You are neither below nor above. You are simply you. You do not compare yourself with anyone, nor denigrate yourself; you neither self-advertise nor sing your own praises. This ease is what is called one’s own nature, one’s own dharma. Only then will you discover the God within.
There are two ways to miss: guilt and ego. There is one way to attain: drop both. Accept your naturalness, your spontaneity. Don’t create pointless conflict. Don’t fight the river; flow with it.
The uncivilized man knows no guilt. He lives as simply as children, as animals and birds, as trees. Civilization is born out of guilt.

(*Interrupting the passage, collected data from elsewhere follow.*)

use std::{collections::HashMap, fs, path::Path};

use anyhow::{Context, Result};
use async_trait::async_trait;

use super::{DependencyProvider, DependencySpec, GemNameBatch};

/// Dependency records for privately hosted gems, keyed by gem name.
#[derive(Debug, Clone, Default)]
pub struct PrivateIndex {
    gems: HashMap<String, Vec<DependencySpec>>,
}

impl PrivateIndex {
    pub fn new(specs: impl IntoIterator<Item = DependencySpec>) -> Self {
        let mut gems: HashMap<String, Vec<DependencySpec>> = HashMap::new();
        for spec in specs {
            gems.entry(spec.name.clone()).or_default().push(spec);
        }
        Self { gems }
    }

    /// Loads a JSON array of dependency records.
    pub fn load(path: &Path) -> Result<Self> {
        let raw = fs::read_to_string(path)
            .with_context(|| format!("failed to read private index {}", path.display()))?;
        let specs: Vec<DependencySpec> = serde_json::from_str(&raw)
            .with_context(|| format!("invalid private index {}", path.display()))?;
        let index = Self::new(specs);
        tracing::info!(
            path = %path.display(),
            gems = index.gem_count(),
            "private index loaded"
        );
        Ok(index)
    }

    pub fn gem_count(&self) -> usize {
        self.gems.len()
    }
}

#[async_trait]
impl DependencyProvider for PrivateIndex {
    async fn fetch(&self, gems: &GemNameBatch) -> Result<Vec<DependencySpec>> {
        Ok(gems
            .iter()
            .filter_map(|name| self.gems.get(name))
            .flatten()
            .cloned()
            .collect())
    }
}
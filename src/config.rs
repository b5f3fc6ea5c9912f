use std::{
    fs,
    path::{Path, PathBuf},
};

use anyhow::{Context, Result, bail};
use serde::Deserialize;

pub mod logging;
pub mod private;
pub mod server;
pub mod upstream;


pub use logging::LoggingConfig;
pub use private::PrivateConfig;
pub use server::ServerConfig;
pub use upstream::UpstreamConfig;

pub const DEFAULT_CONFIG_FILE: &str = "gemgate.toml";

#[derive(Debug, Clone, Deserialize, Default)]
pub struct Config {
    #[serde(default)]
    pub server: ServerConfig,
    #[serde(default)]
    pub upstream: UpstreamConfig,
    #[serde(default)]
    pub private: PrivateConfig,
    #[serde(default)]
    pub logging: LoggingConfig,
}

impl Config {
    pub fn load(path: Option<PathBuf>) -> Result<Self> {
        let candidate = path.unwrap_or_else(|| PathBuf::from(DEFAULT_CONFIG_FILE));
        if candidate.exists() {
            let raw = fs::read_to_string(&candidate)
                .with_context(|| format!("failed to read config {}", candidate.display()))?;
            let mut config: Config = toml::from_str(&raw)
                .with_context(|| format!("invalid config {}", candidate.display()))?;
            config
                .private
                .normalize_paths(candidate.parent().unwrap_or(Path::new(".")));
            Ok(config)
        } else {
            tracing::warn!(
                path = %candidate.display(),
                "configuration file not found, using defaults"
            );
            let mut config = Config::default();
            let cwd = std::env::current_dir().context("reading current directory")?;
            config.private.normalize_paths(&cwd);
            Ok(config)
        }
    }

    pub fn validate(&self) -> Result<()> {
        let scheme = self.upstream.url.scheme();
        if scheme != "https" && scheme != "http" {
            bail!("unsupported upstream scheme {}", self.upstream.url);
        }
        if self.upstream.timeout_secs == 0 {
            bail!("upstream.timeout_secs must be greater than zero");
        }
        if self.server.workers == 0 {
            bail!("server.workers must be greater than zero");
        }
        Ok(())
    }
}
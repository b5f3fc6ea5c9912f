//! Ruby Marshal 4.8 encoder for dependency API payloads.
//!
//! Bundler loads `/api/v1/dependencies` responses with `Marshal.load`, so the
//! binary encoding has to be real Marshal: an array of symbol-keyed hashes.
//! Only the subset needed for that shape is implemented (UTF-8 strings,
//! symbols, arrays and hashes).

use std::collections::HashMap;

use crate::dependencies::DependencySpec;

const MAJOR: u8 = 4;
const MINOR: u8 = 8;

/// A Ruby value that can be written with [`Encoder`].
#[derive(Debug, Clone, PartialEq)]
pub enum Value {
    Str(String),
    Symbol(String),
    Array(Vec<Value>),
    Hash(Vec<(Value, Value)>),
}

impl From<&DependencySpec> for Value {
    fn from(spec: &DependencySpec) -> Self {
        let requirements = spec
            .dependencies
            .iter()
            .map(|(name, requirement)| {
                Value::Array(vec![
                    Value::Str(name.clone()),
                    Value::Str(requirement.clone()),
                ])
            })
            .collect();

        Value::Hash(vec![
            (Value::Symbol("name".into()), Value::Str(spec.name.clone())),
            (
                Value::Symbol("number".into()),
                Value::Str(spec.number.clone()),
            ),
            (
                Value::Symbol("platform".into()),
                Value::Str(spec.platform.clone()),
            ),
            (
                Value::Symbol("dependencies".into()),
                Value::Array(requirements),
            ),
        ])
    }
}

/// Streaming Marshal writer. Symbols are written once and back-referenced
/// afterwards, exactly as `Marshal.dump` does.
pub struct Encoder {
    buf: Vec<u8>,
    symbols: HashMap<String, usize>,
}

impl Encoder {
    pub fn new() -> Self {
        Self {
            buf: vec![MAJOR, MINOR],
            symbols: HashMap::new(),
        }
    }

    pub fn write(&mut self, value: &Value) {
        match value {
            Value::Str(s) => {
                // UTF-8 strings carry one ivar: `E => true`
                self.buf.push(b'I');
                self.buf.push(b'"');
                self.write_bytes(s.as_bytes());
                self.write_len(1);
                self.write_symbol("E");
                self.buf.push(b'T');
            }
            Value::Symbol(name) => self.write_symbol(name),
            Value::Array(items) => {
                self.buf.push(b'[');
                self.write_len(items.len());
                for item in items {
                    self.write(item);
                }
            }
            Value::Hash(pairs) => {
                self.buf.push(b'{');
                self.write_len(pairs.len());
                for (key, val) in pairs {
                    self.write(key);
                    self.write(val);
                }
            }
        }
    }

    pub fn finish(self) -> Vec<u8> {
        self.buf
    }

    fn write_symbol(&mut self, name: &str) {
        if let Some(&index) = self.symbols.get(name) {
            self.buf.push(b';');
            self.write_len(index);
            return;
        }
        let index = self.symbols.len();
        self.symbols.insert(name.to_string(), index);
        self.buf.push(b':');
        self.write_bytes(name.as_bytes());
    }

    fn write_bytes(&mut self, bytes: &[u8]) {
        self.write_len(bytes.len());
        self.buf.extend_from_slice(bytes);
    }

    /// Marshal's packed long, for the non-negative values used as lengths
    /// and symbol indexes: 0 is `0x00`, 1..=122 is `n + 5`, larger values are
    /// a byte count followed by little-endian bytes.
    fn write_len(&mut self, n: usize) {
        match n {
            0 => self.buf.push(0),
            1..=122 => self.buf.push((n + 5) as u8),
            _ => {
                let bytes = (n as u64).to_le_bytes();
                let len = bytes.iter().rposition(|&b| b != 0).map_or(1, |i| i + 1);
                self.buf.push(len as u8);
                self.buf.extend_from_slice(&bytes[..len]);
            }
        }
    }
}

impl Default for Encoder {
    fn default() -> Self {
        Self::new()
    }
}

/// Dumps a value as a complete Marshal stream (version header included).
pub fn dump(value: &Value) -> Vec<u8> {
    let mut encoder = Encoder::new();
    encoder.write(value);
    encoder.finish()
}

/// Dumps dependency records the way the RubyGems dependency API does.
pub fn dump_dependencies(specs: &[DependencySpec]) -> Vec<u8> {
    dump(&Value::Array(specs.iter().map(Value::from).collect()))
}
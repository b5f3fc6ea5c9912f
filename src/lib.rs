#![warn(
    rust_2024_compatibility,
    clippy::all,
    clippy::future_not_send,
    clippy::mod_module_files,
    clippy::needless_pass_by_ref_mut,
    clippy::unused_async
)]

pub mod config;
pub mod dependencies;
pub mod gateway;
pub mod gem_source;
pub mod marshal;
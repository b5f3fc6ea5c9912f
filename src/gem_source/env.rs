use std::collections::HashMap;

use percent_encoding::percent_decode_str;
use rama::http::{Body, HeaderMap, Method, Request};
use url::form_urlencoded;

use super::rewrite::{PathMatch, PathMatcher, rewrite};

pub type QueryParams = HashMap<String, String>;

/// Per-request view of the inbound request that sources route on.
///
/// `request_uri` is the raw request target (path and query, still
/// percent-encoded). `path_info` is the decoded path; encoded slashes (`%2F`)
/// stay encoded so a segment such as an upstream URL cannot split the path.
#[derive(Debug, Clone)]
pub struct RequestEnv {
    pub method: Method,
    pub request_uri: String,
    pub path_info: String,
    pub params: QueryParams,
    pub headers: HeaderMap,
}

impl RequestEnv {
    pub fn new(method: Method, request_uri: &str, headers: HeaderMap) -> Self {
        let (path, query) = match request_uri.split_once('?') {
            Some((path, query)) => (path, query),
            None => (request_uri, ""),
        };

        let params = form_urlencoded::parse(query.as_bytes())
            .map(|(key, value)| (key.into_owned(), value.into_owned()))
            .collect();

        Self {
            method,
            request_uri: request_uri.to_string(),
            path_info: decode_path(path),
            params,
            headers,
        }
    }

    pub fn from_request(req: &Request<Body>) -> Self {
        let target = req
            .uri()
            .path_and_query()
            .map(|pq| pq.as_str())
            .unwrap_or("/");
        Self::new(req.method().clone(), target, req.headers().clone())
    }

    /// Strips `matcher` from both the raw URI and the decoded path, or leaves
    /// the request untouched when either does not match.
    pub fn chomp_path(&mut self, matcher: &PathMatcher) -> Option<PathMatch> {
        rewrite(&mut self.request_uri, &mut self.path_info, matcher)
    }

    /// Decoded path for routing; an empty path after rewriting is the root.
    pub fn path(&self) -> &str {
        if self.path_info.is_empty() {
            "/"
        } else {
            &self.path_info
        }
    }
}

/// Percent-decodes a request path, keeping `%2F` sequences encoded.
pub fn decode_path(raw: &str) -> String {
    let mut out = String::with_capacity(raw.len());
    let mut rest = raw;
    while let Some(idx) = find_encoded_slash(rest) {
        out.push_str(&percent_decode_str(&rest[..idx]).decode_utf8_lossy());
        out.push_str(&rest[idx..idx + 3]);
        rest = &rest[idx + 3..];
    }
    out.push_str(&percent_decode_str(rest).decode_utf8_lossy());
    out
}

fn find_encoded_slash(s: &str) -> Option<usize> {
    s.as_bytes()
        .windows(3)
        .position(|w| w[0] == b'%' && w[1] == b'2' && (w[2] == b'F' || w[2] == b'f'))
}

Guilt means: we tell every child, “You should be like this, and you should not be like that.” Then, whenever the child finds himself leaning in the direction of the “should not,” a tendency toward guilt arises—guilt, self-reproach, shame. And whenever he finds himself leaning in the direction we say he “should,” then ego arises.
Civilization breeds two diseases: on one side ego, on the other guilt.
You tell a child, “Don’t smoke; it’s a great sin, you’ll rot in hell.” You frighten him. If he then smokes, guilt arises: “I’ve done something sinful.” He lies to his parents, hides it. He comes home scared, on edge, expecting that news will reach them from somewhere, that someone must have seen him. The smell will cling to his clothes for his mother to catch. If he comes close, they’ll smell it on his breath. He’s bound to be caught. He’s full of guilt, fearful, anxious.
If this fear settles very deep, you can spend your whole life just being afraid. You never really live. How can a frightened person live? Guilt sucks the life out of you.
And if he doesn’t smoke—though the urge was there, he even lifted the cigarette but put it down, renounced it—then stiffness arises, ego arises. He will walk into the house with a different stride, as if he has accomplished a great feat, as if in God’s eyes he has risen very high. Heaven is guaranteed!
Leave little children aside—even your grown-up sadhus and sannyasins keep accounts of heaven and hell over such trifles! Someone fasted; he sits certain that in heaven God stands with band and music ready. The moment he dies—trumpets, procession on an elephant!
Childish mind. What have you really done? Not eaten food? Not smoked a cigarette? Not chewed betel? Some have chewed betel and smoked a cigarette, and they are trembling that the gates of hell have opened—now opened! No delay; the Devil has pounced!
Both attitudes are foolish. And both have a reason: society, the state, religion. Society rules the person by frightening him. The priest too rules by frightening. First, frighten. When the person is thoroughly scared, then come to “save” him. It’s a racket.
I have heard: there were two brothers in a village. Their business ran very well. One brother would go at night and throw tar on people’s windowpanes. The other brother would set out in the morning shouting, “Anyone want their glass cleaned?” The business was perfect. It could never happen that they didn’t find clients. The first brother created the customers; the second cleaned their panes in the morning.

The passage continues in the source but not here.